Spinal Tap - The Birth of 'Rocumentary'?

submitted by Deena

Last weekend I watched This Is Spinal Tap for the first time, a long overdue viewing on my part. This is the first in a line of Christopher Guest mockumentary films on everything from folk music to dog shows.

I thought it was great that all the actors (Harry Shearer, Christopher Guest, and Michael McKean) were competant musicians and played their own instruments for the film.
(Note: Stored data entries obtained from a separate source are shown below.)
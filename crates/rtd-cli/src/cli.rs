//! CLI argument definitions using clap derive API

use clap::{Args, Parser, Subcommand, ValueEnum};

/// rtd - Find the cells that must be deleted together with a target cell
#[derive(Parser, Debug)]
#[command(name = "rtd")]
#[command(author, version, about, long_about = None)]
pub struct Cli {
    /// Global options
    #[command(flatten)]
    pub global: GlobalArgs,

    /// Subcommand to execute
    #[command(subcommand)]
    pub command: Commands,
}

/// Global arguments available to all commands
#[derive(Args, Debug, Clone)]
pub struct GlobalArgs {
    /// Enable verbose output
    #[arg(short, long, global = true)]
    pub verbose: bool,

    /// Path to the directory holding rtd.yml
    #[arg(short = 'p', long, global = true, default_value = ".")]
    pub project_dir: String,

    /// Override config file path
    #[arg(short, long, global = true)]
    pub config: Option<String>,
}

/// Available subcommands
#[derive(Subcommand, Debug)]
pub enum Commands {
    /// Show the rules, leaves, and boundary split derived from the constraints
    Graph(GraphArgs),

    /// Show the grounding cost of every attribute
    Costs(CostsArgs),

    /// Select the attributes to delete together with a target attribute
    Delete(DeleteArgs),

    /// Enumerate explanation paths from a target cell to the boundary
    Explain(ExplainArgs),
}

/// Report output formats
#[derive(ValueEnum, Debug, Clone, Copy, PartialEq, Eq)]
pub enum OutputFormat {
    /// Human-readable table
    Table,
    /// JSON output
    Json,
}

/// Graph output formats
#[derive(ValueEnum, Debug, Clone, Copy, PartialEq, Eq)]
pub enum GraphOutput {
    /// Human-readable table
    Table,
    /// JSON output
    Json,
    /// Graphviz DOT
    Dot,
}

/// Arguments for the graph command
#[derive(Args, Debug)]
pub struct GraphArgs {
    /// Output format
    #[arg(short, long, value_enum, default_value = "table")]
    pub output: GraphOutput,
}

/// Arguments for the costs command
#[derive(Args, Debug)]
pub struct CostsArgs {
    /// Output format
    #[arg(short, long, value_enum, default_value = "table")]
    pub output: OutputFormat,
}

/// Arguments for the delete command
#[derive(Args, Debug)]
pub struct DeleteArgs {
    /// Target attribute (default: target.attribute from rtd.yml)
    #[arg(short, long)]
    pub attribute: Option<String>,

    /// Output format
    #[arg(short, long, value_enum, default_value = "table")]
    pub output: OutputFormat,
}

/// Arguments for the explain command
#[derive(Args, Debug)]
pub struct ExplainArgs {
    /// Target cell such as t1.age (default: the target from rtd.yml)
    #[arg(long)]
    pub cell: Option<String>,

    /// Override the configured depth bound
    #[arg(short = 'd', long)]
    pub max_depth: Option<usize>,

    /// Search until every branch terminates, ignoring the depth bound
    #[arg(long)]
    pub unbounded: bool,

    /// Output format
    #[arg(short, long, value_enum, default_value = "table")]
    pub output: OutputFormat,
}

#[cfg(test)]
#[path = "cli_test.rs"]
mod tests;
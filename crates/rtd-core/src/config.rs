//! Configuration types and parsing for rtd.yml

use crate::attribute::{Attribute, TupleVar};
use crate::cell::Cell;
use crate::constraint::{parse_constraints, DenialConstraint, RawConstraint};
use crate::error::{CoreError, CoreResult};
use serde::{Deserialize, Serialize};
use std::path::Path;

/// Config file names searched by [`Config::load_from_dir`], in order
pub const CONFIG_FILE_NAMES: [&str; 2] = ["rtd.yml", "rtd.yaml"];

/// Constraint-set configuration from rtd.yml
#[derive(Debug, Clone, Serialize, Deserialize)]
#[serde(deny_unknown_fields)]
pub struct Config {
    /// Name of the constraint set
    pub name: String,

    /// Dataset identifier, passed through to reports
    #[serde(default)]
    pub dataset: Option<String>,

    /// Discovery threshold, passed through to reports
    #[serde(default)]
    pub threshold: Option<f64>,

    /// Default target for `delete` and `explain`
    #[serde(default)]
    pub target: Option<TargetConfig>,

    /// Explanation enumeration settings
    #[serde(default)]
    pub enumeration: EnumerationConfig,

    /// Denial constraints, one list of predicates each
    #[serde(default)]
    pub constraints: Vec<RawConstraint>,
}

/// Target cell descriptor supplied by the constraint-discovery collaborator
#[derive(Debug, Clone, PartialEq, Serialize, Deserialize)]
#[serde(deny_unknown_fields)]
pub struct TargetConfig {
    /// Key of the record holding the target cell
    #[serde(default)]
    pub key: Option<RecordKey>,

    /// Target attribute
    pub attribute: Attribute,

    /// Tuple variable used to address the target cell in constraints
    #[serde(default = "default_tuple_var")]
    pub tuple_var: TupleVar,
}

impl TargetConfig {
    /// The target as a qualified cell reference
    pub fn cell(&self) -> Cell {
        Cell::new(self.tuple_var.clone(), self.attribute.clone())
    }
}

fn default_tuple_var() -> TupleVar {
    TupleVar::primary()
}

/// Opaque record key, either numeric or textual
#[derive(Debug, Clone, PartialEq, Eq, Hash, Serialize, Deserialize)]
#[serde(untagged)]
pub enum RecordKey {
    Integer(i64),
    Text(String),
}

impl std::fmt::Display for RecordKey {
    fn fmt(&self, f: &mut std::fmt::Formatter<'_>) -> std::fmt::Result {
        match self {
            RecordKey::Integer(k) => write!(f, "{}", k),
            RecordKey::Text(k) => f.write_str(k),
        }
    }
}

/// How the explanation search treats its depth bound
#[derive(Debug, Clone, Copy, PartialEq, Eq, Serialize, Deserialize, Default)]
#[serde(rename_all = "lowercase")]
pub enum DepthMode {
    /// Stop expanding branches once they reach `max_depth`
    #[default]
    Enforced,
    /// Accept `max_depth` but search until every branch terminates on its own
    Unbounded,
}

impl std::fmt::Display for DepthMode {
    fn fmt(&self, f: &mut std::fmt::Formatter<'_>) -> std::fmt::Result {
        match self {
            DepthMode::Enforced => write!(f, "enforced"),
            DepthMode::Unbounded => write!(f, "unbounded"),
        }
    }
}

/// Explanation enumeration configuration
#[derive(Debug, Clone, Copy, PartialEq, Eq, Serialize, Deserialize)]
#[serde(deny_unknown_fields)]
pub struct EnumerationConfig {
    /// Depth bound (theta)
    #[serde(default = "default_max_depth")]
    pub max_depth: usize,

    /// Whether `max_depth` is enforced
    #[serde(default)]
    pub depth_mode: DepthMode,
}

impl Default for EnumerationConfig {
    fn default() -> Self {
        Self {
            max_depth: default_max_depth(),
            depth_mode: DepthMode::default(),
        }
    }
}

fn default_max_depth() -> usize {
    3
}

impl Config {
    /// Load configuration from a file path
    pub fn load(path: &Path) -> CoreResult<Self> {
        if !path.exists() {
            return Err(CoreError::ConfigNotFound {
                path: path.display().to_string(),
            });
        }

        let content = std::fs::read_to_string(path).map_err(|e| CoreError::IoWithPath {
            path: path.display().to_string(),
            source: e,
        })?;
        let config: Config = serde_yaml::from_str(&content)?;
        config.validate()?;
        log::debug!(
            "Loaded config '{}' with {} constraint(s) from {}",
            config.name,
            config.constraints.len(),
            path.display()
        );
        Ok(config)
    }

    /// Load configuration from a directory (looks for rtd.yml or rtd.yaml)
    pub fn load_from_dir(dir: &Path) -> CoreResult<Self> {
        for name in CONFIG_FILE_NAMES {
            let path = dir.join(name);
            if path.exists() {
                return Self::load(&path);
            }
        }
        Err(CoreError::ConfigNotFound {
            path: dir.join(CONFIG_FILE_NAMES[0]).display().to_string(),
        })
    }

    /// Validate configuration values that serde cannot check
    fn validate(&self) -> CoreResult<()> {
        if self.name.trim().is_empty() {
            return Err(CoreError::ConfigInvalid {
                message: "Constraint set name cannot be empty".to_string(),
            });
        }

        if let Some(threshold) = self.threshold {
            if !threshold.is_finite() || !(0.0..=1.0).contains(&threshold) {
                return Err(CoreError::ConfigInvalid {
                    message: format!("threshold must be within [0, 1], got {}", threshold),
                });
            }
        }

        if self.constraints.is_empty() {
            log::warn!("Config '{}' declares no constraints", self.name);
        }

        Ok(())
    }

    /// Parse every configured constraint
    pub fn denial_constraints(&self) -> CoreResult<Vec<DenialConstraint>> {
        parse_constraints(&self.constraints)
    }
}

#[cfg(test)]
#[path = "config_test.rs"]
mod tests;
use super::*;

fn attrs(names: &[&str]) -> Vec<Attribute> {
    names.iter().map(|n| Attribute::new(*n)).collect()
}

fn rule(tail: &[&str], head: &[&str]) -> Rule {
    Rule::new(attrs(tail), attrs(head)).unwrap()
}

/// b, c -> a and c -> b, with d isolated
fn sample_graph() -> DependencyHypergraph {
    DependencyHypergraph::from_rules(
        attrs(&["d"]),
        vec![rule(&["b", "c"], &["a"]), rule(&["c"], &["b"])],
    )
}

#[test]
fn test_universe_includes_rule_members() {
    let graph = sample_graph();
    let names: Vec<&str> = graph.all_attributes().iter().map(|a| a.as_str()).collect();
    assert_eq!(names, vec!["a", "b", "c", "d"]);
    assert!(graph.contains("c"));
    assert!(!graph.contains("e"));
}

#[test]
fn test_leaves_are_never_heads() {
    let graph = sample_graph();
    let leaves: Vec<&str> = graph.leaves().iter().map(|a| a.as_str()).collect();
    assert_eq!(leaves, vec!["c", "d"]);
    assert!(graph.is_leaf("d"));
    assert!(!graph.is_leaf("a"));
}

#[test]
fn test_head_and_tail_indices() {
    let graph = sample_graph();

    let heads_a: Vec<RuleId> = graph.rules_with_head("a").map(|(id, _)| id).collect();
    assert_eq!(heads_a, vec![RuleId(0)]);

    let tails_c: Vec<RuleId> = graph.rules_with_tail("c").map(|(id, _)| id).collect();
    assert_eq!(tails_c, vec![RuleId(0), RuleId(1)]);

    assert_eq!(graph.rules_with_head("c").count(), 0);
    assert_eq!(graph.rules_with_tail("missing").count(), 0);
}

#[test]
fn test_indices_agree_with_rules() {
    let graph = sample_graph();
    for attribute in graph.all_attributes() {
        for (id, rule) in graph.rules_with_head(attribute) {
            assert!(rule.head_contains(attribute));
            assert_eq!(graph.rule(id), Some(rule));
        }
        for (_, rule) in graph.rules_with_tail(attribute) {
            assert!(rule.tail_contains(attribute));
        }
    }
}

#[test]
fn test_rules_with_ids_in_insertion_order() {
    let graph = sample_graph();
    let ids: Vec<usize> = graph.rules_with_ids().map(|(id, _)| id.index()).collect();
    assert_eq!(ids, vec![0, 1]);
    let (id, rule) = graph.rules_with_ids().nth(1).unwrap();
    assert_eq!(id.to_string(), "r1");
    assert_eq!(rule.to_string(), "{c} -> {b}");
}

#[test]
fn test_require_unknown_attribute() {
    let graph = sample_graph();
    assert_eq!(graph.require("a").unwrap(), "a");
    let err = graph.require("salary").unwrap_err();
    assert!(matches!(err, GraphError::AttributeNotFound { ref attribute } if attribute == "salary"));
}

#[test]
fn test_empty_graph() {
    let graph = DependencyHypergraph::from_rules(Vec::new(), Vec::new());
    assert!(graph.rules().is_empty());
    assert!(graph.leaves().is_empty());
    assert!(graph.rule(RuleId(0)).is_none());
}

#[test]
fn test_to_dot() {
    let graph = sample_graph();
    let dot = graph.to_dot();
    assert!(dot.starts_with("digraph dependencies {"));
    assert!(dot.contains("\"d\" [shape=doublecircle];"));
    assert!(dot.contains("\"r0\" [shape=point];"));
    assert!(dot.contains("\"b\" -> \"r0\" [arrowhead=none];"));
    assert!(dot.contains("\"r0\" -> \"a\";"));
    assert!(dot.trim_end().ends_with('}'));
}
Even funnier is that this originally ficticious band actually ended up going on tour and releasing several albums to boot, with songs like "Hell Hole," "Sex Farm," and the classic "Tonight I'm Gonna Rock You Tonight," which actually made it as an unlockable "secret" track on Guitar Hero II.

In the movie, Rob Reiner plays Marty DiBergi, a filmmaker who jumps at the chance to make "the documentary--the, if you will, ROCKumentary" of "England's loudest band."

Of course, there were documentaries about legitimate musicians well before this movie's release in 1984, but this is, perhaps, the first time the all-important term "rocumentary" was coined. And the all-knowing internet can't seem to confirm or deny my suspicions. Urban Dictionary, Word Origins, IMDB, even Wikipedia couldn't help me!

So I'm opening it up to you, faithful readers--can anyone trace the origin of "rocumentary" to a pre-Spinal Tap occurrence?

3 comments:

Scott said...

how about the origins of the term mockumentary?

Deena said...

Looks like Spinal Tap may be responsible for that one, too, although mockumentaries dated back to the 50s. Apparently Reiner called the film a mockumentary at some point, maybe in an interview, and the term was coined. Of course, I'm just going on Wikipedia...

BigOno said...

Apparently the Rutles pre-date Spinal Tap as the first "fake band" documentary, in their "mockumentary" 'All You Need is Cash'. The Rutles were loosely based on the Beatles, and were created by Eric Idle (of Monty Python fame) in 1978. However I don't think that the terms "Mockumentary" or "Rockumentary" were attached to the Rutles film(s) until later.